With regard to the most serious moral and social issues of our day, those with an anti-Christian agenda are trying to redefine compassion -- they equate compassion with tolerance and acceptance, and it just ain’t so.
Beware the new “compassion.”
The new “compassion” says that we must include and accept everyone, regardless of their opinions or lifestyles, actions, beliefs or choices. We should simply agree to disagree, and stop being so critical. After all, doesn’t Jesus welcome everyone with open arms?
It sounds good. It sounds kind and sympathetic. It sounds loving, even. It sounds pretty convincing. But I’m not convinced.

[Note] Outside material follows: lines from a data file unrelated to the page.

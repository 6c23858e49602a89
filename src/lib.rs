//! A small S-expression interpreter with a precise mark-and-sweep collector.
//!
//! Every value lives in a [`heap::Heap`] and is referred to by a
//! [`value::CellId`] handle. A [`eval::Machine`] owns one heap, the global
//! environment and the evaluator's root stack; machines share nothing, so
//! several can run side by side.
//!
//! ```no_run
//! use cellisp::{Machine, MachineConfig};
//!
//! let mut m = Machine::new(MachineConfig::default())?;
//! assert_eq!(m.eval_to_string("(add 1 2)")?, "3");
//! # Ok::<(), cellisp::LispError>(())
//! ```

pub mod config;
pub mod env;
pub mod error;
pub mod eval;
pub mod heap;
pub mod primitives;
pub mod printer;
pub mod reader;
pub mod stream;
pub mod value;

pub use config::MachineConfig;
pub use error::{LispError, LispResult};
pub use eval::Machine;
pub use value::{Cell, CellId, NativeFn};
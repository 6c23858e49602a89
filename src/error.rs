use thiserror::Error;

/// Errors that can occur while reading, evaluating or printing.
///
/// Most variants are recoverable: the top-level loop reports them and moves
/// on to the next term. [`LispError::is_fatal`] picks out the ones that stop
/// the interpreter.
#[derive(Error, Debug, Clone, PartialEq)]
pub enum LispError {
    /// Malformed input: unterminated list or string, bad escape, bad numeral.
    #[error("parse error at {line}:{column}: {message}")]
    Parse {
        message: String,
        line: usize,
        column: usize,
    },

    /// A symbol or string token longer than the configured maximum.
    #[error("token too long at {line}:{column} (maximum is {max} bytes)")]
    TokenTooLong { max: usize, line: usize, column: usize },

    /// Bounds-checked list access outside `[0, len)`. The index is signed so
    /// a negative index from user code is reported as given.
    #[error("index {index} out of range for list of length {len}")]
    Index { index: i64, len: usize },

    /// Symbol lookup or `set!` on a name with no binding.
    #[error("unbound symbol '{0}'")]
    Unbound(String),

    /// Wrong number of operands to a special form, primitive or procedure.
    #[error("{name}: expected {expected} arguments, got {got}")]
    Arity {
        name: String,
        expected: String,
        got: usize,
    },

    /// A value of the wrong type was passed to a primitive or special form.
    #[error("type error: {0}")]
    Type(String),

    #[error("division by zero")]
    DivisionByZero,

    /// Integer arithmetic left the machine range.
    #[error("integer overflow in {0}")]
    Overflow(&'static str),

    /// The head of a call form is not something that can be applied.
    #[error("cannot apply {0}")]
    CannotApply(String),

    /// Evaluation or reading nested deeper than the configured bound.
    #[error("maximum nesting depth {0} exceeded")]
    DepthExceeded(usize),

    /// The interrupt flag was raised while evaluating.
    #[error("interrupted")]
    Interrupted,

    /// A write past the end of a bounded output buffer.
    #[error("output buffer limit of {limit} bytes exceeded")]
    OutputOverflow { limit: usize },

    #[error("I/O error: {0}")]
    Io(String),

    /// The cell store cannot satisfy an allocation.
    #[error("heap exhausted ({capacity} cells)")]
    HeapExhausted { capacity: usize },

    /// Internal invariant violation. Should not happen in correct code.
    #[error("internal error: {0}")]
    Internal(String),
}

impl LispError {
    pub fn parse(message: impl Into<String>, (line, column): (usize, usize)) -> Self {
        LispError::Parse {
            message: message.into(),
            line,
            column,
        }
    }

    pub fn index(index: usize, len: usize) -> Self {
        LispError::Index {
            index: i64::try_from(index).unwrap_or(i64::MAX),
            len,
        }
    }

    pub fn arity(name: impl Into<String>, expected: usize, got: usize) -> Self {
        LispError::Arity {
            name: name.into(),
            expected: expected.to_string(),
            got,
        }
    }

    pub fn arity_at_least(name: impl Into<String>, expected: usize, got: usize) -> Self {
        LispError::Arity {
            name: name.into(),
            expected: format!("at least {}", expected),
            got,
        }
    }

    /// Fatal errors end the top-level loop; everything else is reported and
    /// the loop continues with the next term.
    pub fn is_fatal(&self) -> bool {
        matches!(
            self,
            LispError::HeapExhausted { .. } | LispError::Internal(_)
        )
    }
}

impl From<std::io::Error> for LispError {
    fn from(e: std::io::Error) -> Self {
        LispError::Io(e.to_string())
    }
}

pub type LispResult<T> = Result<T, LispError>;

Yes, Jesus surely did stretch His arms open wide and die for the salvation of all mankind, and absolutely no one was excluded from that sacrifice. It is for everyone who accepts it. Accepting the sacrifice means we accept the reason it was necessary in the first place: sin.
Sin is a big deal! It’s deadly, serious stuff. So deadly that only God Himself could save us from it. Let’s not forget, though, that we are still accountable for the part we can do – we have to turn our backs on sin. We are supposed to “go and sin no more.” In a word, we have to repent. God calls us to repentance, as proof of His great compassion.
Imagine how hopeless we would all be if God had merely been sympathetic toward us instead of compassionate? We would still be lost if He had been tolerant and accepting. What if He had left us to be doomed to our eternal death without any hope? After all, the screw-up was ours. He was under no obligation to rescue us from our disobedience and pride. Yet, He is a loving Father, and His children were being devoured by the beast we shook hands with.
He could not simply look on us with a sad sigh, accepting our sinfulness with tolerance. God is unchanging; holy and perfect. Sin can never stand in His presence, and He loves us far too much to ever tolerate anything that would keep us from Him.
I am unutterably grateful that God is not tolerating and accepting! This is what makes our Father so amazing! Sin was killing us, and watering it down wasn’t the answer. God dealt with sin not by making allowances for it, or making excuses for us. He didn’t lower His standards or adjust His expectations one iota. In His perfect justice He showed us compassion, and He met His own demands on our behalf.
Christ died to set us all free from sin, but we will not be free if we remain slaves to it. “Don’t you know that when you offer yourselves to someone to obey him as slaves, you are slaves to the one whom you obey – whether you are slaves to sin, which leads to death, or to obedience, which leads to righteousness? But thanks be to God that, though you used to be slaves to sin, you wholeheartedly obeyed the form of teaching to which you were entrusted. You have been set free from sin and have become slaves to righteousness.” Romans 6:16-18
Our freedom comes through repentance. That’s the point – we can’t stay where we are, making allowances, making excuses for ourselves and others, trying to be tolerant. That’s not compassion. It’s a death sentence.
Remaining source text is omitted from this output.